Y la Tradición ha reconocido siempre que la Virgen, que había sufrido como nadie la muerte de Jesús, era la primera que pudo gozar de Su Resurrección, que pudo verLe vivo y encontrarse con Él. Pero todos estos relatos en realidad sólo son eso, encuentros, primero con las mujeres, luego de los Doce, mañana de los de Emaús, un día u otro de aquellas personas que se encontraron con Cristo Resucitado. Y digo, no hay ahí consejos morales sobre cómo tiene uno que hacer esta cosa o la otra, pero está en esos encuentros, en esos relatos, en esos testimonios de ese Encuentro la fuente de toda la vida moral. Porque lo que cambia en nuestras vidas cuando hemos conocido a Jesucristo, cuando nos hemos encontrado con Jesucristo no es que hacemos estas cosas de una manera o de otra, que algo empezamos a hacer o que practicamos, hacemos, tomamos parte en ciertas prácticas religiosas. Lo que cambia fundamentalmente es nuestra visión de la vida, nuestra experiencia de la vida. Y si la Iglesia es la Iglesia de Jesucristo y somos una Iglesia viva, lo que tienen que encontrar los hombres del siglo XXI, como los del siglo IV, o los del siglo XII, lo que tienen que encontrarse en nosotros es con esa realidad nueva de quien vive de la luz que brota del Hecho, el Acontecimiento único en la historia, de la Resurrección de Cristo: “Fuente de la libertad verdadera”, decía la oración que os la volveré a leer.

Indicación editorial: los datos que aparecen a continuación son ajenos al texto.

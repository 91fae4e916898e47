//! Floating-point lane formats.
//!
//! The three IEEE 754 binary interchange formats carried by the vector
//! floating-point units, with their field layout and the lane partition they
//! induce on the 64-bit datapath:
//!
//! | Format | Width | Exponent | Fraction | Bias | Lanes | Canonical NaN           |
//! |--------|-------|----------|----------|------|-------|-------------------------|
//! | F16    | 16    | 5        | 10       | 15   | 4     | `0x7E00`                |
//! | F32    | 32    | 8        | 23       | 127  | 2     | `0x7FC0_0000`           |
//! | F64    | 64    | 11       | 52       | 1023 | 1     | `0x7FF8_0000_0000_0000` |

use crate::common::error::{UnitError, UnitResult};
use crate::common::lanes::{FP_DATAPATH_BITS, LaneView};

/// Floating-point element format.
#[derive(Clone, Copy, Debug, PartialEq, Eq, Hash)]
pub enum Format {
    /// IEEE 754 binary16.
    F16,
    /// IEEE 754 binary32.
    F32,
    /// IEEE 754 binary64.
    F64,
}

impl Format {
    /// Decodes the 2-bit format selector.
    ///
    /// `0b00` is reserved and rejected; `0b01`, `0b10`, `0b11` select
    /// F16, F32 and F64.
    pub const fn from_bits(bits: u8) -> UnitResult<Self> {
        match bits & 0b11 {
            0b01 => Ok(Self::F16),
            0b10 => Ok(Self::F32),
            0b11 => Ok(Self::F64),
            _ => Err(UnitError::ReservedFormat(bits)),
        }
    }

    /// Selector encoding of this format.
    pub const fn bits(self) -> u8 {
        match self {
            Self::F16 => 0b01,
            Self::F32 => 0b10,
            Self::F64 => 0b11,
        }
    }

    /// Total width in bits.
    #[inline]
    pub const fn width(self) -> u32 {
        match self {
            Self::F16 => 16,
            Self::F32 => 32,
            Self::F64 => 64,
        }
    }

    /// Exponent field width in bits.
    #[inline]
    pub const fn exp_bits(self) -> u32 {
        match self {
            Self::F16 => 5,
            Self::F32 => 8,
            Self::F64 => 11,
        }
    }

    /// Fraction (trailing significand) field width in bits.
    #[inline]
    pub const fn frac_bits(self) -> u32 {
        match self {
            Self::F16 => 10,
            Self::F32 => 23,
            Self::F64 => 52,
        }
    }

    /// Exponent bias.
    #[inline]
    pub const fn bias(self) -> i32 {
        (1 << (self.exp_bits() - 1)) - 1
    }

    /// Largest biased exponent value (all ones), used by infinities and NaNs.
    #[inline]
    pub const fn exp_max(self) -> u64 {
        (1 << self.exp_bits()) - 1
    }

    /// Sign bit mask.
    #[inline]
    pub const fn sign_mask(self) -> u64 {
        1 << (self.width() - 1)
    }

    /// Fraction field mask.
    #[inline]
    pub const fn frac_mask(self) -> u64 {
        (1 << self.frac_bits()) - 1
    }

    /// Quiet bit: the most significant fraction bit.
    #[inline]
    pub const fn quiet_bit(self) -> u64 {
        1 << (self.frac_bits() - 1)
    }

    /// The single quiet NaN emitted by every NaN-producing operation.
    #[inline]
    pub const fn canonical_nan(self) -> u64 {
        match self {
            Self::F16 => 0x7E00,
            Self::F32 => 0x7FC0_0000,
            Self::F64 => 0x7FF8_0000_0000_0000,
        }
    }

    /// Positive infinity.
    #[inline]
    pub const fn infinity(self) -> u64 {
        self.exp_max() << self.frac_bits()
    }

    /// Largest finite magnitude (positive).
    #[inline]
    pub const fn max_finite(self) -> u64 {
        ((self.exp_max() - 1) << self.frac_bits()) | self.frac_mask()
    }

    /// Exponent of the smallest normal number, unbiased (`1 - bias`).
    #[inline]
    pub const fn emin(self) -> i32 {
        1 - self.bias()
    }

    /// Lane partition of the 64-bit floating-point datapath.
    #[inline]
    pub const fn view(self) -> LaneView {
        LaneView::new(FP_DATAPATH_BITS, self.width())
    }

    /// Number of lanes in the 64-bit datapath.
    #[inline]
    pub const fn lanes(self) -> usize {
        (FP_DATAPATH_BITS / self.width()) as usize
    }

    /// Next wider format, used by widening reductions.
    pub const fn widened(self) -> UnitResult<Self> {
        match self {
            Self::F16 => Ok(Self::F32),
            Self::F32 => Ok(Self::F64),
            Self::F64 => Err(UnitError::WidenUnsupported(Self::F64)),
        }
    }
}
//! Masked tree-reduction sum.
//!
//! A reduction is a short micro-op sequence carried by an explicit
//! [`ReductionFold`] value instead of hidden register state, so a sequence can
//! be replayed deterministically:
//! 1. **Begin:** micro-op 0 creates the fold with the accumulator set to the
//!    additive identity.
//! 2. **Fold Steps:** each `is_fold` step adds a source register and its fold
//!    partner lane by lane and emits the folded register. The accumulator is
//!    untouched; the fold is returned for the next step.
//! 3. **Terminal Step:** widens the source lanes if asked, halves the lane
//!    count until one value remains, adds it to the accumulator and consumes
//!    the fold.
//!
//! Lanes outside the reduction mask contribute the identity. The identity is
//! `-0` unless rounding down, where it is `+0`; folding it into any value
//! leaves that value unchanged, so a reduction over no lanes returns the
//! identity itself.

use tracing::trace;

use super::adder::fadd;
use super::exception_flags::{FlagRegister, FpFlags};
use super::format::Format;
use super::rounding_modes::RoundingMode;
use super::softfloat::{widen, zero};
use crate::common::error::{UnitError, UnitResult};
use crate::common::lanes::{FpVector, LaneMask};

/// Additive identity of a reduction in `fmt` under `rm`.
#[inline]
pub const fn identity(fmt: Format, rm: RoundingMode) -> u64 {
    zero(fmt, !matches!(rm, RoundingMode::Rdn))
}

/// Inputs of one reduction micro-op.
#[derive(Clone, Copy, Debug, PartialEq, Eq)]
pub struct FoldStep {
    /// Source register.
    pub source: FpVector,
    /// Lanes of `source` taking part in the reduction.
    pub mask: LaneMask,
    /// Fold partner register (fold steps only).
    pub partner: FpVector,
    /// Lanes of `partner` taking part in the reduction.
    pub partner_mask: LaneMask,
    /// Fold step (`true`) or terminal combine step (`false`).
    pub is_fold: bool,
    /// Accumulate into the next wider format (read on micro-op 0 only).
    pub widen: bool,
    /// Position of this micro-op in its sequence.
    pub uop_index: u8,
}

impl FoldStep {
    /// Single terminal step reducing `source` under `mask`.
    pub const fn terminal(source: FpVector, mask: LaneMask) -> Self {
        Self {
            source,
            mask,
            partner: FpVector::ZERO,
            partner_mask: LaneMask::NONE,
            is_fold: false,
            widen: false,
            uop_index: 0,
        }
    }

    /// Fold step combining `source` and `partner`.
    pub const fn fold(source: FpVector, mask: LaneMask, partner: FpVector, partner_mask: LaneMask) -> Self {
        Self {
            source,
            mask,
            partner,
            partner_mask,
            is_fold: true,
            widen: false,
            uop_index: 0,
        }
    }

    /// Sets the micro-op index.
    #[must_use]
    pub const fn at(mut self, uop_index: u8) -> Self {
        self.uop_index = uop_index;
        self
    }

    /// Requests a widening accumulation.
    #[must_use]
    pub const fn widening(mut self) -> Self {
        self.widen = true;
        self
    }
}

/// Scalar emitted by a terminal step.
#[derive(Clone, Copy, Debug, PartialEq, Eq)]
pub struct ReductionResult {
    /// Result bits in `format`.
    pub scalar: u64,
    /// Accumulator format (the source format, or the next wider one).
    pub format: Format,
    /// Flags raised by the terminal step.
    pub flags: FpFlags,
}

/// What a micro-op left behind.
#[derive(Clone, Debug, PartialEq, Eq)]
pub enum FoldOutcome {
    /// A fold step ran; the fold continues.
    Folded {
        /// Updated fold state, expecting the next micro-op.
        fold: ReductionFold,
        /// Source and partner added lane by lane, in the source format.
        folded: FpVector,
        /// Flags raised by this step, per lane.
        flags: FlagRegister,
    },
    /// The terminal step ran and the fold was consumed.
    Complete(ReductionResult),
}

/// In-progress reduction: accumulator and step index.
#[derive(Clone, Debug, PartialEq, Eq)]
pub struct ReductionFold {
    format: Format,
    acc_format: Format,
    rm: RoundingMode,
    /// Running scalar, in `acc_format`.
    acc: u64,
    step: u8,
}

impl ReductionFold {
    /// Starts a reduction over `format` lanes.
    ///
    /// # Errors
    ///
    /// Returns [`UnitError::WidenUnsupported`] when widening F64.
    pub fn begin(format: Format, rm: RoundingMode, widen: bool) -> UnitResult<Self> {
        let acc_format = if widen { format.widened()? } else { format };
        Ok(Self {
            format,
            acc_format,
            rm,
            acc: identity(acc_format, rm),
            step: 0,
        })
    }

    /// Reduces one register in a single terminal micro-op.
    ///
    /// # Errors
    ///
    /// Returns [`UnitError::WidenUnsupported`] when widening F64.
    pub fn reduce(format: Format, rm: RoundingMode, source: FpVector, mask: LaneMask, widen: bool) -> UnitResult<ReductionResult> {
        let fold = Self::begin(format, rm, widen)?;
        Ok(fold.combine(&FoldStep::terminal(source, mask)))
    }

    /// Step index the next micro-op must carry.
    #[inline]
    pub const fn expected_step(&self) -> u8 {
        self.step
    }

    /// Format the accumulator is kept in.
    #[inline]
    pub const fn acc_format(&self) -> Format {
        self.acc_format
    }

    /// Current accumulator bits.
    #[inline]
    pub const fn accumulator(&self) -> u64 {
        self.acc
    }

    /// Executes one micro-op.
    ///
    /// # Errors
    ///
    /// Returns [`UnitError::ReductionOutOfSequence`] when `step.uop_index`
    /// is not [`expected_step`](Self::expected_step).
    pub fn step(mut self, step: &FoldStep) -> UnitResult<FoldOutcome> {
        if step.uop_index != self.step {
            return Err(UnitError::ReductionOutOfSequence {
                expected: self.step,
                got: step.uop_index,
            });
        }
        if !step.is_fold {
            return Ok(FoldOutcome::Complete(self.combine(step)));
        }

        let view = self.format.view();
        let mut folded = FpVector::ZERO;
        let mut lane_flags = Vec::with_capacity(view.count());
        for i in 0..view.count() {
            let x = self.lane(step.source, step.mask, i);
            let y = self.lane(step.partner, step.partner_mask, i);
            let (sum, f) = fadd(self.format, self.rm, x, y);
            folded.set_lane(view, i, sum);
            lane_flags.push(f);
        }
        trace!(step = self.step, format = ?self.format, "reduction fold step");
        self.step += 1;
        Ok(FoldOutcome::Folded {
            fold: self,
            folded,
            flags: FlagRegister::from_lanes(lane_flags),
        })
    }

    /// Lane `i` of `reg`, or the identity if masked off.
    fn lane(&self, reg: FpVector, mask: LaneMask, i: usize) -> u64 {
        if mask.is_active(i) {
            reg.lane(self.format.view(), i)
        } else {
            identity(self.format, self.rm)
        }
    }

    /// Terminal step: widen, fold lanes pairwise, add to the accumulator.
    fn combine(self, step: &FoldStep) -> ReductionResult {
        let mut flags = FpFlags::NONE;
        let mut lanes: Vec<u64> = (0..self.format.lanes())
            .map(|i| {
                let raw = self.lane(step.source, step.mask, i);
                if self.acc_format == self.format {
                    return raw;
                }
                let (wide, f) = widen(self.format, self.acc_format, raw);
                flags |= f;
                wide
            })
            .collect();

        // Upper half onto lower half until one lane remains.
        while lanes.len() > 1 {
            let half = lanes.len() / 2;
            for i in 0..half {
                let (sum, f) = fadd(self.acc_format, self.rm, lanes[i], lanes[i + half]);
                lanes[i] = sum;
                flags |= f;
            }
            lanes.truncate(half);
        }

        let (scalar, f) = fadd(self.acc_format, self.rm, self.acc, lanes[0]);
        flags |= f;
        trace!(steps = self.step + 1, format = ?self.acc_format, "reduction complete");
        ReductionResult {
            scalar,
            format: self.acc_format,
            flags,
        }
    }
}
//! Fixed-latency in-flight queue.
//!
//! The adder and FMA accept one new operation per cycle and retire each one
//! exactly `latency` cycles later, in issue order. The queue is a ring buffer
//! of entries tagged with the cycle on which they become visible:
//! 1. **Issue:** [`LatencyPipe::push`] records a payload and its ready cycle.
//! 2. **Retire:** [`LatencyPipe::pop_ready`] releases the oldest entry once its cycle is reached.
//!
//! Entries never overtake each other, so ordering is FIFO by construction.

/// One in-flight operation.
#[derive(Clone, Debug)]
struct InFlight<T> {
    /// Cycle on which the payload becomes visible.
    ready_at: u64,
    /// Retirement payload computed at issue.
    payload: T,
}

/// Ring buffer of operations in flight through a fixed-latency unit.
#[derive(Debug)]
pub struct LatencyPipe<T> {
    entries: Vec<Option<InFlight<T>>>,
    /// Index of the oldest entry.
    head: usize,
    /// Index where the next entry will be written.
    tail: usize,
    /// Number of occupied slots.
    count: usize,
    /// Cycles between issue and retirement.
    latency: u64,
}

impl<T> LatencyPipe<T> {
    /// Creates a queue for a unit with the given latency.
    ///
    /// With one issue per cycle at most `latency` operations are in flight,
    /// so that is the capacity.
    pub fn new(latency: u64) -> Self {
        let capacity = latency.max(1) as usize;
        let mut entries = Vec::with_capacity(capacity);
        entries.resize_with(capacity, || None);
        Self {
            entries,
            head: 0,
            tail: 0,
            count: 0,
            latency,
        }
    }

    /// Cycles between issue and retirement.
    #[inline]
    pub const fn latency(&self) -> u64 {
        self.latency
    }

    /// Number of operations in flight.
    #[inline]
    pub const fn len(&self) -> usize {
        self.count
    }

    /// Returns true if nothing is in flight.
    #[inline]
    pub const fn is_empty(&self) -> bool {
        self.count == 0
    }

    /// Returns true if no further operation can be accepted.
    #[inline]
    pub fn is_full(&self) -> bool {
        self.count == self.entries.len()
    }

    /// Records an operation issued on cycle `now`.
    ///
    /// Returns the payload back if the queue is full.
    pub fn push(&mut self, now: u64, payload: T) -> Result<(), T> {
        if self.is_full() {
            return Err(payload);
        }
        self.entries[self.tail] = Some(InFlight {
            ready_at: now + self.latency,
            payload,
        });
        self.tail = (self.tail + 1) % self.entries.len();
        self.count += 1;
        Ok(())
    }

    /// Releases the oldest operation if it is due on or before cycle `now`.
    pub fn pop_ready(&mut self, now: u64) -> Option<T> {
        let due = self.entries[self.head]
            .as_ref()
            .is_some_and(|e| e.ready_at <= now);
        if !due {
            return None;
        }
        let entry = self.entries[self.head].take()?;
        self.head = (self.head + 1) % self.entries.len();
        self.count -= 1;
        Some(entry.payload)
    }
}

“Fuente de la libertad verdadera”. Es decir, que los que hemos conocidos la Resurrección de Jesucristo, ¿qué es lo que somos? Libres. ¿Libres, de qué? En primer lugar, de la obsesión con el temor a la muerte. No es que no temamos a la muerte, Dios mío, ni la consideremos un bien o le quitemos ninguna importancia, no. Dios sabe que no. Pero sí que somos libres de que eso se convierta en una obsesión. Vivir para retrasar la muerte, no. Vivimos para vivir y la muerte no tiene dominio sobre nosotros, sobre nuestras conciencias, sobre nuestras psicologías de algún modo. Y ésa es la primera libertad de todas, porque es verdad lo que dice la Carta a los Hebreos (que ya he hecho yo referencia varias veces en estos días, también de la Semana Santa), Tú has querido participar de nuestra carne y de nuestra sangre para librarnos de aquél, es decir, de Satanás, del Demonio, del Enemigo, que, por temor a la muerte, nos tiene toda la vida sometidos a esclavitud. Y es verdad que la vida de quien no tiene más horizonte que la muerte es una vida de esclavo. La nuestra es una vida de hijos de Dios. ¿Qué somos torpes? ¡Pues, claro! ¿Qué cometemos muchas torpezas? ¡Pues, claro! ¿Qué tenemos límites y nos equivocamos, y nuestra misma historia nos determina en algunas cosas? ¡Pues, claro! Pero la Resurrección de Cristo es la condición de posibilidad de una libertad nueva, de una confianza nueva. ¿Por qué? Fijaros que el mundo actual tiende a concebir la libertad como que nadie se meta en tu vida. De acuerdo. Nadie interfiere contigo. De acuerdo. Cuando sucede esa libertad uno no tiene nada que haga la vida interesante. Absolutamente nada, más que su propia soledad y la soledad es una cosa muy poco libre. Porque quien se siente muy solo termina siendo esclavo de las cosas más tontas y de los instintos más bajos, y de las estupideces más vacías. No.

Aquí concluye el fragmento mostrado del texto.